Stored data:
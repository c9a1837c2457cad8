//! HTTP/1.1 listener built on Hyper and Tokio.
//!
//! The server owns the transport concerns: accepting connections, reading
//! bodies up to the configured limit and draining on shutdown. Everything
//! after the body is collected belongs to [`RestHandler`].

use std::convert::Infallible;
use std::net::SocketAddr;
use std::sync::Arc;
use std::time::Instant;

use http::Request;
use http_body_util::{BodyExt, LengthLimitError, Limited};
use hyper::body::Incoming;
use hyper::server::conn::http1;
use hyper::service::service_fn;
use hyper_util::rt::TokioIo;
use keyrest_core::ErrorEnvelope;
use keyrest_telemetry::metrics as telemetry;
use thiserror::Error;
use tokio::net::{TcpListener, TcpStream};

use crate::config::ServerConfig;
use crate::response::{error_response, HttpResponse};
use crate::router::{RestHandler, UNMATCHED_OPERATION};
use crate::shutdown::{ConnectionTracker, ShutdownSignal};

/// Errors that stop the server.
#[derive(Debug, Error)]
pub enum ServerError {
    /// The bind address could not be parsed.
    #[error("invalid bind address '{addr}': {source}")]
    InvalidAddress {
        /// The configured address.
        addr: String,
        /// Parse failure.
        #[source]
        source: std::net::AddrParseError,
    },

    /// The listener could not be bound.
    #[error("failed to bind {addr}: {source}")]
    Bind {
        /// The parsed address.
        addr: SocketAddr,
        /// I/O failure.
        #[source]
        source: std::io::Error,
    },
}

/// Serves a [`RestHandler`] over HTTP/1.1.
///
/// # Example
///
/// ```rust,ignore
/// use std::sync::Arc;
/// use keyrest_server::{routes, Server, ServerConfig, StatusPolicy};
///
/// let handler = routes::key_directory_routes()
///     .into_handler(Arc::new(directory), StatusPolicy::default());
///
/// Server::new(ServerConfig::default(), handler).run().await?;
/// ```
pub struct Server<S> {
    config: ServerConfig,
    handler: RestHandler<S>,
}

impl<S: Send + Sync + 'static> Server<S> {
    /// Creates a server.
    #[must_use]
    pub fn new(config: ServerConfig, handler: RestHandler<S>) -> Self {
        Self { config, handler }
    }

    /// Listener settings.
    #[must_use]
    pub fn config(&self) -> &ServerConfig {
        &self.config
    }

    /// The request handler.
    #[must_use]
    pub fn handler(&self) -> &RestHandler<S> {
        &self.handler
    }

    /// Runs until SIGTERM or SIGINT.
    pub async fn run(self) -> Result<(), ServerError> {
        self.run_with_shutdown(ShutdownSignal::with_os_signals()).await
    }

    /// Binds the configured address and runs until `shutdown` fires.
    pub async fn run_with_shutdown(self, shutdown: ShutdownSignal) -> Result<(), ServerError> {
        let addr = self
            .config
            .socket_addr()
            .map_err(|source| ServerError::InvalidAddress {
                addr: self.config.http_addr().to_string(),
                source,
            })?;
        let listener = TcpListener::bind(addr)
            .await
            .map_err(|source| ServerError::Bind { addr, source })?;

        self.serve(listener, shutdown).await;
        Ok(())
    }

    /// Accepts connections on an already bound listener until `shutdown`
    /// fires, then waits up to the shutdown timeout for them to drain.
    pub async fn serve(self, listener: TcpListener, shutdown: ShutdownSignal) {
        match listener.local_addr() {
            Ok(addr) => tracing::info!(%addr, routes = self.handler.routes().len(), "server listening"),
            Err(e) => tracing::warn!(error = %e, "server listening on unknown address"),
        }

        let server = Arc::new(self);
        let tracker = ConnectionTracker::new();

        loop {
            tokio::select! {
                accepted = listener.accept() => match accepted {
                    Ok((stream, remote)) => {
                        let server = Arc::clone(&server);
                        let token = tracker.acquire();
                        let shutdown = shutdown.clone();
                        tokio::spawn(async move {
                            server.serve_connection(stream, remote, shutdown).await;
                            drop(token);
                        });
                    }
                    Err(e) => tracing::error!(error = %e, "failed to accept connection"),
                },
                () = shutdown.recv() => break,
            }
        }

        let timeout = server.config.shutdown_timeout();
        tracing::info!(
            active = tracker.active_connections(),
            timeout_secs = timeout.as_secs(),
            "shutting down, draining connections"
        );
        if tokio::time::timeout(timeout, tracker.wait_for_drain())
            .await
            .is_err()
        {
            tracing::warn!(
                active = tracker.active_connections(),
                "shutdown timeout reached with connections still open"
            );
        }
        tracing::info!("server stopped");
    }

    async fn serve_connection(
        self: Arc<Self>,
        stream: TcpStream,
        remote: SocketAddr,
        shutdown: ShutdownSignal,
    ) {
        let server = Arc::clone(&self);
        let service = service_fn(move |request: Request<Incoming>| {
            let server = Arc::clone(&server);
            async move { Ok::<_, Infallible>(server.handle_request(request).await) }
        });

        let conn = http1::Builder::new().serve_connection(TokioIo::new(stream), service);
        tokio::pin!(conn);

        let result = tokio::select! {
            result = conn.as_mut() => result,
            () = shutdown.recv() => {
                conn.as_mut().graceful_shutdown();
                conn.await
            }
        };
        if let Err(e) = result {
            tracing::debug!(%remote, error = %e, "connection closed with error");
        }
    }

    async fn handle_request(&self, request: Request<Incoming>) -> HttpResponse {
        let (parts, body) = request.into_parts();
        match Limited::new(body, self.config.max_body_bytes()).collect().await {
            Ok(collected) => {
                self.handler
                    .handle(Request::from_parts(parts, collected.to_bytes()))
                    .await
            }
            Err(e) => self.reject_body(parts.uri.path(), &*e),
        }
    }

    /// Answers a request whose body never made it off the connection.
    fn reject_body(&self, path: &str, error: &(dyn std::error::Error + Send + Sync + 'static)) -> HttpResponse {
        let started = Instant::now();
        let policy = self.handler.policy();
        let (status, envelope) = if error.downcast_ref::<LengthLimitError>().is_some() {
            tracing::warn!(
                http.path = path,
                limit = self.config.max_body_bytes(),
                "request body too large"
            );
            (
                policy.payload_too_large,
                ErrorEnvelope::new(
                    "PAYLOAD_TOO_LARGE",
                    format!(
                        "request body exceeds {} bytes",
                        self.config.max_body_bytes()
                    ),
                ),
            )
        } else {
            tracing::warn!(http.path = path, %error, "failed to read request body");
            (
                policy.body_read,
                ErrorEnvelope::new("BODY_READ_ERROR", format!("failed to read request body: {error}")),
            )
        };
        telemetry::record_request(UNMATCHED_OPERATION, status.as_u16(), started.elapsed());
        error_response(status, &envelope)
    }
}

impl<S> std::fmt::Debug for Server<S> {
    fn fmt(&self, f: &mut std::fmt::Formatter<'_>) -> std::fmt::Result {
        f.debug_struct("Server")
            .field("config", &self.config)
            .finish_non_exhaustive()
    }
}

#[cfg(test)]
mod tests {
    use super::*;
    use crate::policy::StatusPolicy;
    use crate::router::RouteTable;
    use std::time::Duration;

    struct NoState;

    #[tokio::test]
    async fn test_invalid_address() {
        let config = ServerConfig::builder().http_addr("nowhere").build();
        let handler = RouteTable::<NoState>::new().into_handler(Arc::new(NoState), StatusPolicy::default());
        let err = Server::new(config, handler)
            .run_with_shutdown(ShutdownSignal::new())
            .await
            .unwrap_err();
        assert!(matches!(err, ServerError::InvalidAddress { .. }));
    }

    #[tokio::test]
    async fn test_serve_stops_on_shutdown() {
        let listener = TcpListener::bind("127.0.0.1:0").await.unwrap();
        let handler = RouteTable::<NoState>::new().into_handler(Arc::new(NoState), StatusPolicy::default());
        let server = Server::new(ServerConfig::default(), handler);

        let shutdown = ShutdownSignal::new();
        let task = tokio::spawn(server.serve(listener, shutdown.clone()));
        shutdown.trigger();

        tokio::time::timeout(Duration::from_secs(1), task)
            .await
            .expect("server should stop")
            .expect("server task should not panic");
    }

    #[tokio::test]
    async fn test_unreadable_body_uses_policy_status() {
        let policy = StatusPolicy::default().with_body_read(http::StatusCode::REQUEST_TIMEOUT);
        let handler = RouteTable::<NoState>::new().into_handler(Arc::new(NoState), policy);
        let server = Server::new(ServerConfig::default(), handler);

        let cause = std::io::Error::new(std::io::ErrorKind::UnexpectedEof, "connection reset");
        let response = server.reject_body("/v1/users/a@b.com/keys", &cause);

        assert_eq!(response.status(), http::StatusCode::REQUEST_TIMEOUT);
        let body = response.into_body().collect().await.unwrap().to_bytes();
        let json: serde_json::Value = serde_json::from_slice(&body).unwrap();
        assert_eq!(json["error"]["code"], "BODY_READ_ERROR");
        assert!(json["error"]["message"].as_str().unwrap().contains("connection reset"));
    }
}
==
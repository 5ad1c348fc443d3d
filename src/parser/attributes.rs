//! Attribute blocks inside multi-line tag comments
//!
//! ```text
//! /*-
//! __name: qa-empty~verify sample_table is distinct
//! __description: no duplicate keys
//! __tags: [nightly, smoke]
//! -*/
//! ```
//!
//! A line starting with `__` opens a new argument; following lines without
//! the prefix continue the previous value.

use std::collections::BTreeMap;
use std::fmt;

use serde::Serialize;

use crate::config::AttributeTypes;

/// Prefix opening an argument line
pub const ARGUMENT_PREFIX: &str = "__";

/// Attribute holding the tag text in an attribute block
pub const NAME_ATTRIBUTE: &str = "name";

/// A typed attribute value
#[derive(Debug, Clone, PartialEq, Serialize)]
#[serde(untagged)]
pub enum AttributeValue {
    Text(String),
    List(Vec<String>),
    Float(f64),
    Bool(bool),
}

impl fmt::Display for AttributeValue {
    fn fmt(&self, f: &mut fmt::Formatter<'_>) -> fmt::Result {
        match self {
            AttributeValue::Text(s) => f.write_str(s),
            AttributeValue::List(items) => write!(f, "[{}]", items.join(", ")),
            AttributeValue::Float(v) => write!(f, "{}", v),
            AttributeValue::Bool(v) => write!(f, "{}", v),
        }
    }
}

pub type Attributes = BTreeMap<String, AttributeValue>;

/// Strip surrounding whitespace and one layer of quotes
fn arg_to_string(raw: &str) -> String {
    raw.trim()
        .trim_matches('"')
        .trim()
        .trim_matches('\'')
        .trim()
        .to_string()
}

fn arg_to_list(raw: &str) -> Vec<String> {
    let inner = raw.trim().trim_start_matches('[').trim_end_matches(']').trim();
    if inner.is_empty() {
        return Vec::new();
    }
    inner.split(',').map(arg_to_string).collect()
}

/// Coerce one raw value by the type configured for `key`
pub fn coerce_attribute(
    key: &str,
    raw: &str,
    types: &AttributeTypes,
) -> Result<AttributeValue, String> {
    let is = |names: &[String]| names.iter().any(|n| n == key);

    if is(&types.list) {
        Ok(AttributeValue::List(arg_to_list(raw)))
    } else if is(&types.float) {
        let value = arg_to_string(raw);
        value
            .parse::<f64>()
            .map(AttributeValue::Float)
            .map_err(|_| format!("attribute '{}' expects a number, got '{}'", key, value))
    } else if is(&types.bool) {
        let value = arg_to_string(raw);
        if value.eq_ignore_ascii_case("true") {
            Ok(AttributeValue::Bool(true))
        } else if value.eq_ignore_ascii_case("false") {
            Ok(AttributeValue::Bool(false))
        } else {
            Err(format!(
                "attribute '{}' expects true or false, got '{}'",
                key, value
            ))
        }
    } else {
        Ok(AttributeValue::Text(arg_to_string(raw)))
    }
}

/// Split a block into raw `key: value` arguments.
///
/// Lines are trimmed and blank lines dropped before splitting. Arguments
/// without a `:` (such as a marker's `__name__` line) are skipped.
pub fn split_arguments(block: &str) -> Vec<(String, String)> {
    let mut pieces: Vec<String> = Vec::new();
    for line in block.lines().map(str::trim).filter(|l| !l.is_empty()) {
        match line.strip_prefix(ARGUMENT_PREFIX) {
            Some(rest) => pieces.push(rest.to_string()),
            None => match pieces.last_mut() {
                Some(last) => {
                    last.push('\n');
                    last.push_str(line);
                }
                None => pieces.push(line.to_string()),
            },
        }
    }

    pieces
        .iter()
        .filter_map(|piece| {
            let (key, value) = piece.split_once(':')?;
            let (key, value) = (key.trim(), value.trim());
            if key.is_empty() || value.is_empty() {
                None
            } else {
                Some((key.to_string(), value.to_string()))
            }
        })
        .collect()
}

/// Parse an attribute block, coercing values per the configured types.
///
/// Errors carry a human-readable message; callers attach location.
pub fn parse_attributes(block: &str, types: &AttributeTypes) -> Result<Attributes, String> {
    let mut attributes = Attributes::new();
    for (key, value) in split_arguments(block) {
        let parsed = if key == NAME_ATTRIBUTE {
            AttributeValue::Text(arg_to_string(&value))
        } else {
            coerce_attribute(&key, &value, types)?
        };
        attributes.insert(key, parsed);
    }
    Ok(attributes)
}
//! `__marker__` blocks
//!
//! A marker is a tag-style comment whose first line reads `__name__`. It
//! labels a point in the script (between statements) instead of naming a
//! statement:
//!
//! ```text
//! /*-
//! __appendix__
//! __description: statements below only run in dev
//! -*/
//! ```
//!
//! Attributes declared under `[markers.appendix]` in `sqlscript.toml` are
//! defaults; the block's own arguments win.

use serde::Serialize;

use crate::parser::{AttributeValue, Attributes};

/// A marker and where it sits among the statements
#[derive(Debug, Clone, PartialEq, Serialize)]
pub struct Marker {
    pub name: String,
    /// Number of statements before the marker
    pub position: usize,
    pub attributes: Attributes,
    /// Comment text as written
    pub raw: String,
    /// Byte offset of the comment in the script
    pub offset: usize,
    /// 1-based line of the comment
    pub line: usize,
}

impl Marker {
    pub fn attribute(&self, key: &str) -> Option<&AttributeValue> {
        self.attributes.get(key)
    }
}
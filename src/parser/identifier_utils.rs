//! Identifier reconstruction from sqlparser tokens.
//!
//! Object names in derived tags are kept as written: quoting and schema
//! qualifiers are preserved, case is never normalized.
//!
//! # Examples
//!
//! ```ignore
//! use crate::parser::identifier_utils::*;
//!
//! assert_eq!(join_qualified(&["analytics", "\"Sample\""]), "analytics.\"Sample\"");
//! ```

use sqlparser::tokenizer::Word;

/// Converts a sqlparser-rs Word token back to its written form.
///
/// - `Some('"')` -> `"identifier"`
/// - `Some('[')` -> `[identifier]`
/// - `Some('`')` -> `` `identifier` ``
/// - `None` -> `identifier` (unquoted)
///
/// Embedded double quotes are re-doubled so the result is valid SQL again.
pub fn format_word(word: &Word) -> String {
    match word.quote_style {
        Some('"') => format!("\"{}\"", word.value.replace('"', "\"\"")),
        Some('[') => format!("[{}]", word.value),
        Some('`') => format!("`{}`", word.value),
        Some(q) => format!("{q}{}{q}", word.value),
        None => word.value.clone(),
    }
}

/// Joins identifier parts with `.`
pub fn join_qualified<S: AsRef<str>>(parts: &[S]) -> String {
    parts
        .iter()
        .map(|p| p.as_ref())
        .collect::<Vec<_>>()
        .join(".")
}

PROBLEM DETAILS:
What is needed is an exact copy of the lines above, from the one containing "repository c9a1837c2457cad8" through the one containing "use hyper::body::Incoming;", with nothing added.

COMPLETED EXERCISE:
repository c9a1837c2457cad8
//! HTTP/1.1 listener built on Hyper and Tokio.
//!
//! The server owns the transport concerns: accepting connections, reading
//! bodies up to the configured limit and draining on shutdown. Everything
//! after the body is collected belongs to [`RestHandler`].

use std::convert::Infallible;
use std::net::SocketAddr;
use std::sync::Arc;
use std::time::Instant;

use http::Request;
use http_body_util::{BodyExt, LengthLimitError, Limited};
use hyper::body::Incoming;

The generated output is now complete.